(Stored data)
..............................

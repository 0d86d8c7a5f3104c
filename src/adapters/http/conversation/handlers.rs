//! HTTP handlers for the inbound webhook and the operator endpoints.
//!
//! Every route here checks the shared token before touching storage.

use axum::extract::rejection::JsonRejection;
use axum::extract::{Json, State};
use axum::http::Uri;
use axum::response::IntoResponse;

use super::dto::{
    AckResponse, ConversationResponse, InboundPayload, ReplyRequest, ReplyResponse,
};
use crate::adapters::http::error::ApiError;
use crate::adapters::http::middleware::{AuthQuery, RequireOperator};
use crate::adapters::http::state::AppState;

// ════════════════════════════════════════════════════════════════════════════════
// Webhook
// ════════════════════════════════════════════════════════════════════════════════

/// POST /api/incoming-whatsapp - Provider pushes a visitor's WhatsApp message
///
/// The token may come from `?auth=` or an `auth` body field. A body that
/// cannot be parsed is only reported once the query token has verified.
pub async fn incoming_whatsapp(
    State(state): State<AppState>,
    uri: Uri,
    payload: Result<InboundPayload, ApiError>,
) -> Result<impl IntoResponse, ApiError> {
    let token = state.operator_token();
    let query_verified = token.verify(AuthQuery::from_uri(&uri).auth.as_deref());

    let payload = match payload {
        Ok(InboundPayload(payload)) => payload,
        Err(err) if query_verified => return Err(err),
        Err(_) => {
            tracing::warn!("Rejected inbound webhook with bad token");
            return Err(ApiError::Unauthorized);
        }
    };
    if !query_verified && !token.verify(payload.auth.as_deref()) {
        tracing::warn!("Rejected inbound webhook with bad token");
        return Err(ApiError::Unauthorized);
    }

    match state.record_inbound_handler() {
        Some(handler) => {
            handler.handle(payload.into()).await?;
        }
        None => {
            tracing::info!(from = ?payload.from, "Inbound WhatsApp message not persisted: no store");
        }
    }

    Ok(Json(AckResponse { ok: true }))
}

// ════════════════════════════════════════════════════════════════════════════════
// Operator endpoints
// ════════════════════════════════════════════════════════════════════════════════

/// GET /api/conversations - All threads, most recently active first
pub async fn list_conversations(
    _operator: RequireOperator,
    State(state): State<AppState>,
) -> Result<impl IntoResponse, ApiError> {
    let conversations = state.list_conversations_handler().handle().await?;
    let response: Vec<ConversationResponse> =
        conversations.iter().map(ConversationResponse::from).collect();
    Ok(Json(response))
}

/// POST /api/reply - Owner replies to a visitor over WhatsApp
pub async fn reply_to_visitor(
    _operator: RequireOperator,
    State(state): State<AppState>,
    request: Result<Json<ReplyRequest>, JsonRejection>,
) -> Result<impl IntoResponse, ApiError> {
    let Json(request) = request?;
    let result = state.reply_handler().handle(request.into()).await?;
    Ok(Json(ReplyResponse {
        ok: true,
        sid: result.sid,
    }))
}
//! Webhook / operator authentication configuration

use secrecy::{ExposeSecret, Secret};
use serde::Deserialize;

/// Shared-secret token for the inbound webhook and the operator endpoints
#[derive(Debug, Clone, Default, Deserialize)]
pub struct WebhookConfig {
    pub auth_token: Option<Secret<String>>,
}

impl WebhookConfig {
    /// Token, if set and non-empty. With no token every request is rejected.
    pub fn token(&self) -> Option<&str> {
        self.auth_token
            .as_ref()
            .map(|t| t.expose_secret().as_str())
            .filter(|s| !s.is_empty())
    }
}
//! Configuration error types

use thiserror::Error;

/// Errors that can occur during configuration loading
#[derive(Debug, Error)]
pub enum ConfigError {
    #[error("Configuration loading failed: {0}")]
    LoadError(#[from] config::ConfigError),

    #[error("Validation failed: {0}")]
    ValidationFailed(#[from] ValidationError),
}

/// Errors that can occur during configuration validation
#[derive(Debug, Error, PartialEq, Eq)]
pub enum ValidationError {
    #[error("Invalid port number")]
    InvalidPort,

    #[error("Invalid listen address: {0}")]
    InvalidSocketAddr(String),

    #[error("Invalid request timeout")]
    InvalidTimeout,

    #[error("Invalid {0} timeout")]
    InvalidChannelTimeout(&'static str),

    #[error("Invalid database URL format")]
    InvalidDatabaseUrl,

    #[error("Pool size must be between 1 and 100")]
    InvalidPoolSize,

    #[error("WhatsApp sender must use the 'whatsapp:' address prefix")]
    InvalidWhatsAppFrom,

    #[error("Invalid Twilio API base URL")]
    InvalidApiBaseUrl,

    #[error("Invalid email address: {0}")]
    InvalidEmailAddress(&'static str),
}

..............................

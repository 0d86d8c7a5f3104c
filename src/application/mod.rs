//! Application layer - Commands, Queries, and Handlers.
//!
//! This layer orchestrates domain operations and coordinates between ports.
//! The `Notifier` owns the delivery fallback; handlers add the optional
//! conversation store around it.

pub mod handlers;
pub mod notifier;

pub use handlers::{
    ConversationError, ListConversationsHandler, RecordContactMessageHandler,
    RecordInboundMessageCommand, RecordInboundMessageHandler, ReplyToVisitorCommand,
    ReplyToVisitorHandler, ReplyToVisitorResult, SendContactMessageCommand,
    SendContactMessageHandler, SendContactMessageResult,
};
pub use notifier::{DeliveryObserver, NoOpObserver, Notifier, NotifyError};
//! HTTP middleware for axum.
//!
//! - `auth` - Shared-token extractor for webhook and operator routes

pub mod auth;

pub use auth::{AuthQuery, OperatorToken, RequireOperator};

..............................

The word "endpoints": say how many lines of the records hold it, and give nothing but the number.

3